Eugene Shinn eshinn at marine.usf.edu
Wed Jan 25 14:18:43 EST 2012

The request for information on Acropora recovery caught my attention 
since I have been observing and photographing selected spots in the 
Florida Keys since 1960. You can get a sense of this at 
<http://gallery.usgs.gov/videos/334> Last summer I brought the count 
up to 51 years of observation. The photographic survey at my two main 
sites did not show  improvement. However, while cruising down the 
reef tract and ending at Dry Tortugas I made several stops and was 
surprised to see healthy clumps of Acropora cervicornis in a few 
places, especially the lower keys, where I did not expect to see any. 

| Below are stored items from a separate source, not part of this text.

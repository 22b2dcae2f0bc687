use pact_store::StateStore;
use tracing::debug;

use crate::error::{LedgerError, LedgerResult};

/// Returned by every successful [`AgreementLedger::mint`].
pub const MINT_CONFIRMATION: &str = "저장 완료";

/// Empty, or made only of [`is_agreement_whitespace`] characters.
pub fn is_blank(value: &str) -> bool {
    value.chars().all(is_agreement_whitespace)
}

/// Whitespace as agreement payloads have always been judged: space, line and
/// paragraph separators except the no-break ones (U+00A0, U+2007, U+202F),
/// the ASCII controls U+0009..U+000D, and the information separators
/// U+001C..U+001F. U+0085 is not whitespace here.
pub fn is_agreement_whitespace(c: char) -> bool {
    matches!(
        c,
        '\u{0009}'..='\u{000D}'
            | '\u{001C}'..='\u{001F}'
            | ' '
            | '\u{1680}'
            | '\u{2000}'..='\u{2006}'
            | '\u{2008}'..='\u{200A}'
            | '\u{2028}'
            | '\u{2029}'
            | '\u{205F}'
            | '\u{3000}'
    )
}

/// Mint-once, fetch-must-exist agreement storage.
///
/// The ledger holds no state of its own. Every call takes the caller's
/// transaction handle, performs one read and at most one write through it,
/// and never commits, discards or retries. Making the read-then-write atomic
/// is the transaction's job.
///
/// A stored value that [`is_blank`] is treated as absent: `fetch` rejects it
/// and `mint` overwrites it. This means a blank agreement can be written but
/// never durably held.
#[derive(Clone, Copy, Debug, Default)]
pub struct AgreementLedger;

impl AgreementLedger {
    pub fn new() -> Self {
        Self
    }

    /// Store `value` under `key` unless an agreement is already there.
    ///
    /// No validation is applied to `key` or `value`.
    pub fn mint<S>(&self, state: &mut S, key: &str, value: &str) -> LedgerResult<&'static str>
    where
        S: StateStore + ?Sized,
    {
        if let Some(existing) = state.get_state(key)? {
            if !is_blank(&existing) {
                debug!(key, "mint rejected: agreement exists");
                return Err(LedgerError::AlreadyExists {
                    key: key.to_string(),
                });
            }
        }
        state.put_state(key, value)?;
        debug!(key, len = value.len(), "agreement minted");
        Ok(MINT_CONFIRMATION)
    }

    /// Return the agreement stored under `key`, unchanged.
    pub fn fetch<S>(&self, state: &mut S, key: &str) -> LedgerResult<String>
    where
        S: StateStore + ?Sized,
    {
        match state.get_state(key)? {
            Some(value) if !is_blank(&value) => Ok(value),
            _ => {
                debug!(key, "fetch rejected: no agreement");
                Err(LedgerError::NotFound {
                    key: key.to_string(),
                })
            }
        }
    }
}
use anyhow::Context;
use colored::Colorize;
use pact_host::{ContractHost, HostConfig, HostError, InvocationOutcome};
use pact_ledger::{AgreementContract, Contract};
use pact_store::JournalStateStore;
use serde_json::json;

use crate::cli::*;

pub fn run_command(cli: Cli) -> anyhow::Result<()> {
    match &cli.command {
        Command::Mint(args) => {
            run_invocation(&cli, "mint", &[args.key.clone(), args.value.clone()])
        }
        Command::Fetch(args) => run_invocation(&cli, "fetch", &[args.key.clone()]),
        Command::Invoke(args) => run_invocation(&cli, &args.function, &args.args),
        Command::Functions => cmd_functions(&cli.format),
    }
}

fn run_invocation(cli: &Cli, function: &str, args: &[String]) -> anyhow::Result<()> {
    let host = open_host(cli)?;
    match host.invoke(function, args) {
        Ok(out) => {
            print_outcome(&cli.format, function, &out);
            Ok(())
        }
        Err(e) => {
            if let OutputFormat::Json = cli.format {
                println!("{}", failure_json(function, &e));
            }
            Err(e.into())
        }
    }
}

fn failure_json(function: &str, err: &HostError) -> serde_json::Value {
    json!({
        "function": function,
        "error": err.to_string(),
        "key": err.key(),
    })
}

pub fn load_config(cli: &Cli) -> anyhow::Result<HostConfig> {
    let mut config = match &cli.config {
        Some(path) => HostConfig::load(path)
            .with_context(|| format!("reading config {}", path.display()))?,
        None => HostConfig::default(),
    };
    if let Some(journal) = &cli.journal {
        config.journal_path = journal.clone();
    }
    Ok(config)
}

fn open_host(cli: &Cli) -> anyhow::Result<ContractHost<JournalStateStore>> {
    let config = load_config(cli)?;
    ContractHost::open(&config)
        .with_context(|| format!("opening journal {}", config.journal_path.display()))
}

fn print_outcome(format: &OutputFormat, function: &str, out: &InvocationOutcome) {
    match format {
        OutputFormat::Json => {
            let doc = json!({
                "function": function,
                "payload": out.payload,
                "tx_id": out.receipt.tx_id.to_string(),
                "height": out.receipt.height,
                "attempts": out.attempts,
            });
            println!("{doc}");
        }
        OutputFormat::Text => {
            if out.receipt.keys_written > 0 {
                println!("{} {}", "✓".green().bold(), out.payload);
                println!("  Tx: {}", out.receipt.tx_id.to_string().dimmed());
                println!("  Height: {}", out.receipt.height.to_string().yellow());
            } else {
                println!("{}", out.payload);
            }
        }
    }
}

fn cmd_functions(format: &OutputFormat) -> anyhow::Result<()> {
    let contract = AgreementContract::new();
    match format {
        OutputFormat::Json => {
            let doc = json!({
                "contract": contract.name(),
                "functions": contract.functions(),
            });
            println!("{doc}");
        }
        OutputFormat::Text => {
            println!("{}", contract.name().bold());
            for f in contract.functions() {
                println!("  {}({})", f.name.cyan(), f.params.join(", "));
            }
        }
    }
    Ok(())
}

I suspect , and hope, a recovery is taking place but can offer no 
statistical evidence. I will be doing the same cruise in the summer 
of 2012 and will be watching more critically. It would be great to 
document recovery at Grecian Rocks and Carysfort. Many of you know I 
have suggested that the 30 year decline is a natural cycle. That 
hypothesis is based on C14 analysis of buried A. cervicornis  that 
indicate two periods of  A. cervicornis absence during the past 6,000 
years. (Shinn, E.A., Reich, C.D., Hickey, T.D., and Lidz, B.H., 2003, 
Staghorn tempestites in the Florida Keys: Coral Reefs, v. 22, p. 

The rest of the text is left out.